++++ Dataset

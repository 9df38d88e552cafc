//! # In-Memory Repositories
//!
//! In-memory implementations for testing without database dependencies.
//!
//! ## Available Repositories
//!
//! - [`InMemoryVenueRepository`]: Venue persistence
//! - [`InMemoryEventRepository`]: Event persistence
//! - [`InMemorySpeakerRepository`]: Speaker persistence
//! - [`InMemoryAttendeeRepository`]: Attendee persistence
//! - [`InMemoryRegistrationRepository`]: Event↔Attendee association
//!
//! ## Thread Safety
//!
//! All repositories obtained from one [`InMemoryStore`] share a single
//! `Arc<RwLock<Tables>>`, so joins, cascades and constraint checks see one
//! consistent snapshot, the way a single database would.

pub mod attendee_repository;
pub mod event_repository;
pub mod registration_repository;
pub mod speaker_repository;
pub mod venue_repository;

pub use attendee_repository::InMemoryAttendeeRepository;
pub use event_repository::InMemoryEventRepository;
pub use registration_repository::InMemoryRegistrationRepository;
pub use speaker_repository::InMemorySpeakerRepository;
pub use venue_repository::InMemoryVenueRepository;

use crate::domain::entities::{
    Attendee, AttendeeDetails, Event, EventDetails, EventListing, RegistrationDetail, Speaker,
    SpeakerDetails, SpeakerListing, Venue, VenueDetails,
};
use crate::domain::value_objects::{AttendeeId, EventId, RegistrationKey, SpeakerId, VenueId};
use crate::infrastructure::persistence::Repositories;
use crate::infrastructure::persistence::traits::{RepositoryError, RepositoryResult, StoreProbe};
use async_trait::async_trait;
use std::collections::{BTreeMap, BTreeSet};
use std::sync::Arc;
use tokio::sync::RwLock;

/// Shared handle to the in-memory tables.
pub(crate) type SharedTables = Arc<RwLock<Tables>>;

/// Row storage mirroring the SQL schema.
#[derive(Debug, Default)]
pub(crate) struct Tables {
    pub(crate) venues: BTreeMap<VenueId, VenueDetails>,
    pub(crate) events: BTreeMap<EventId, EventDetails>,
    pub(crate) speakers: BTreeMap<SpeakerId, SpeakerDetails>,
    pub(crate) attendees: BTreeMap<AttendeeId, AttendeeDetails>,
    pub(crate) registrations: BTreeSet<RegistrationKey>,
    sequences: Sequences,
}

/// Per-table identity sequences, like SQL `IDENTITY` columns.
#[derive(Debug, Default)]
struct Sequences {
    venue: i64,
    event: i64,
    speaker: i64,
    attendee: i64,
}

fn advance(seq: &mut i64) -> i64 {
    *seq += 1;
    *seq
}

impl Tables {
    pub(crate) fn next_venue_id(&mut self) -> VenueId {
        VenueId::new(advance(&mut self.sequences.venue))
    }

    pub(crate) fn next_event_id(&mut self) -> EventId {
        EventId::new(advance(&mut self.sequences.event))
    }

    pub(crate) fn next_speaker_id(&mut self) -> SpeakerId {
        SpeakerId::new(advance(&mut self.sequences.speaker))
    }

    pub(crate) fn next_attendee_id(&mut self) -> AttendeeId {
        AttendeeId::new(advance(&mut self.sequences.attendee))
    }

    /// Foreign key check for `events.venue_id`.
    pub(crate) fn check_venue_ref(&self, venue_id: VenueId) -> RepositoryResult<()> {
        if self.venues.contains_key(&venue_id) {
            Ok(())
        } else {
            Err(RepositoryError::missing_reference("Venue", venue_id))
        }
    }

    /// Foreign key check for `speakers.event_id`.
    pub(crate) fn check_event_ref(&self, event_id: Option<EventId>) -> RepositoryResult<()> {
        match event_id {
            Some(id) if !self.events.contains_key(&id) => {
                Err(RepositoryError::missing_reference("Event", id))
            }
            _ => Ok(()),
        }
    }

    /// Foreign key and uniqueness checks for `event_attendees`.
    pub(crate) fn check_registration_insert(&self, key: RegistrationKey) -> RepositoryResult<()> {
        if !self.events.contains_key(&key.event_id) {
            return Err(RepositoryError::missing_reference("Event", key.event_id));
        }
        if !self.attendees.contains_key(&key.attendee_id) {
            return Err(RepositoryError::missing_reference(
                "Attendee",
                key.attendee_id,
            ));
        }
        if self.registrations.contains(&key) {
            return Err(RepositoryError::duplicate("Registration", key));
        }
        Ok(())
    }

    pub(crate) fn venue(&self, id: VenueId) -> Option<Venue> {
        self.venues
            .get(&id)
            .map(|details| Venue::new(id, details.clone()))
    }

    pub(crate) fn attendee(&self, id: AttendeeId) -> Option<Attendee> {
        self.attendees
            .get(&id)
            .map(|details| Attendee::new(id, details.clone()))
    }

    pub(crate) fn event_listing(&self, id: EventId) -> Option<EventListing> {
        let details = self.events.get(&id)?;
        let venue = self.venues.get(&details.venue_id())?;
        Some(EventListing {
            event: Event::new(id, details.clone()),
            venue_name: venue.name().to_string(),
            location: venue.location().to_string(),
            capacity: venue.capacity(),
        })
    }

    pub(crate) fn speaker_listing(&self, id: SpeakerId) -> Option<SpeakerListing> {
        let details = self.speakers.get(&id)?;
        let event = details
            .event_id()
            .and_then(|event_id| self.events.get(&event_id));
        Some(SpeakerListing {
            speaker: Speaker::new(id, details.clone()),
            event_name: event.map(|e| e.name().to_string()),
            event_date: event.map(EventDetails::date),
        })
    }

    pub(crate) fn registration_detail(&self, key: RegistrationKey) -> Option<RegistrationDetail> {
        if !self.registrations.contains(&key) {
            return None;
        }
        let event = self.events.get(&key.event_id)?;
        let attendee = self.attendees.get(&key.attendee_id)?;
        Some(RegistrationDetail {
            event_id: key.event_id,
            event_name: event.name().to_string(),
            event_date: event.date(),
            attendee_id: key.attendee_id,
            first_name: attendee.first_name().to_string(),
            last_name: attendee.last_name().to_string(),
            email: attendee.email().to_string(),
        })
    }

    /// Joins the matching registrations, sorted like the SQL listing.
    pub(crate) fn registration_details(
        &self,
        filter: impl Fn(&RegistrationKey) -> bool,
    ) -> Vec<RegistrationDetail> {
        let mut rows: Vec<RegistrationDetail> = self
            .registrations
            .iter()
            .filter(|key| filter(key))
            .filter_map(|key| self.registration_detail(*key))
            .collect();
        rows.sort_by(|a, b| {
            a.last_name
                .cmp(&b.last_name)
                .then_with(|| a.first_name.cmp(&b.first_name))
                .then_with(|| a.event_id.cmp(&b.event_id))
        });
        rows
    }
}

/// An in-memory database.
///
/// Cloning yields another handle to the same tables.
///
/// # Examples
///
/// ```
/// use event_manager::infrastructure::persistence::in_memory::InMemoryStore;
/// use event_manager::infrastructure::persistence::traits::StoreProbe;
///
/// let store = InMemoryStore::new();
/// let repositories = store.repositories();
/// assert_eq!(repositories.probe.backend(), "in-memory");
/// ```
#[derive(Debug, Clone, Default)]
pub struct InMemoryStore {
    tables: SharedTables,
}

impl InMemoryStore {
    /// Creates an empty store.
    #[must_use]
    pub fn new() -> Self {
        Self::default()
    }

    /// Venue repository over this store.
    #[must_use]
    pub fn venues(&self) -> InMemoryVenueRepository {
        InMemoryVenueRepository::new(Arc::clone(&self.tables))
    }

    /// Event repository over this store.
    #[must_use]
    pub fn events(&self) -> InMemoryEventRepository {
        InMemoryEventRepository::new(Arc::clone(&self.tables))
    }

    /// Speaker repository over this store.
    #[must_use]
    pub fn speakers(&self) -> InMemorySpeakerRepository {
        InMemorySpeakerRepository::new(Arc::clone(&self.tables))
    }

    /// Attendee repository over this store.
    #[must_use]
    pub fn attendees(&self) -> InMemoryAttendeeRepository {
        InMemoryAttendeeRepository::new(Arc::clone(&self.tables))
    }

    /// Registration repository over this store.
    #[must_use]
    pub fn registrations(&self) -> InMemoryRegistrationRepository {
        InMemoryRegistrationRepository::new(Arc::clone(&self.tables))
    }

    /// Bundles every repository of this store.
    #[must_use]
    pub fn repositories(&self) -> Repositories {
        Repositories {
            venues: Arc::new(self.venues()),
            events: Arc::new(self.events()),
            speakers: Arc::new(self.speakers()),
            attendees: Arc::new(self.attendees()),
            registrations: Arc::new(self.registrations()),
            probe: Arc::new(self.clone()),
        }
    }

    /// Removes every row and resets identity sequences.
    pub async fn clear(&self) {
        let mut tables = self.tables.write().await;
        *tables = Tables::default();
    }
}

#[async_trait]
impl StoreProbe for InMemoryStore {
    async fn ping(&self) -> RepositoryResult<()> {
        let _tables = self.tables.read().await;
        Ok(())
    }

    fn backend(&self) -> &'static str {
        "in-memory"
    }
}

#[cfg(test)]
#[allow(clippy::unwrap_used)]
pub(crate) mod fixtures {
    //! Seed helpers shared by the in-memory repository tests.

    use super::*;
    use crate::infrastructure::persistence::traits::{
        AttendeeRepository, EventRepository, VenueRepository,
    };
    use chrono::NaiveDate;

    pub(crate) fn date(y: i32, m: u32, d: u32) -> NaiveDate {
        NaiveDate::from_ymd_opt(y, m, d).unwrap()
    }

    pub(crate) async fn venue(store: &InMemoryStore, name: &str) -> Venue {
        let details = VenueDetails::new(name, "Corvallis, OR", 100).unwrap();
        store.venues().create(&details).await.unwrap()
    }

    pub(crate) async fn event(store: &InMemoryStore, venue_id: VenueId, name: &str) -> Event {
        let details = EventDetails::new(name, date(2025, 6, 1), "", venue_id).unwrap();
        store.events().create(&details).await.unwrap()
    }

    pub(crate) async fn attendee(store: &InMemoryStore, first: &str, last: &str) -> Attendee {
        let email = format!("{}@example.com", last.to_lowercase());
        let details = AttendeeDetails::new(first, last, &email).unwrap();
        store.attendees().create(&details).await.unwrap()
    }
}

++++++++

■ **Activity**
Report each line in the data that holds the word "RwLock".

■ **Solution to the exercise**
//! `Arc<RwLock<Tables>>`, so joins, cascades and constraint checks see one
use tokio::sync::RwLock;
pub(crate) type SharedTables = Arc<RwLock<Tables>>;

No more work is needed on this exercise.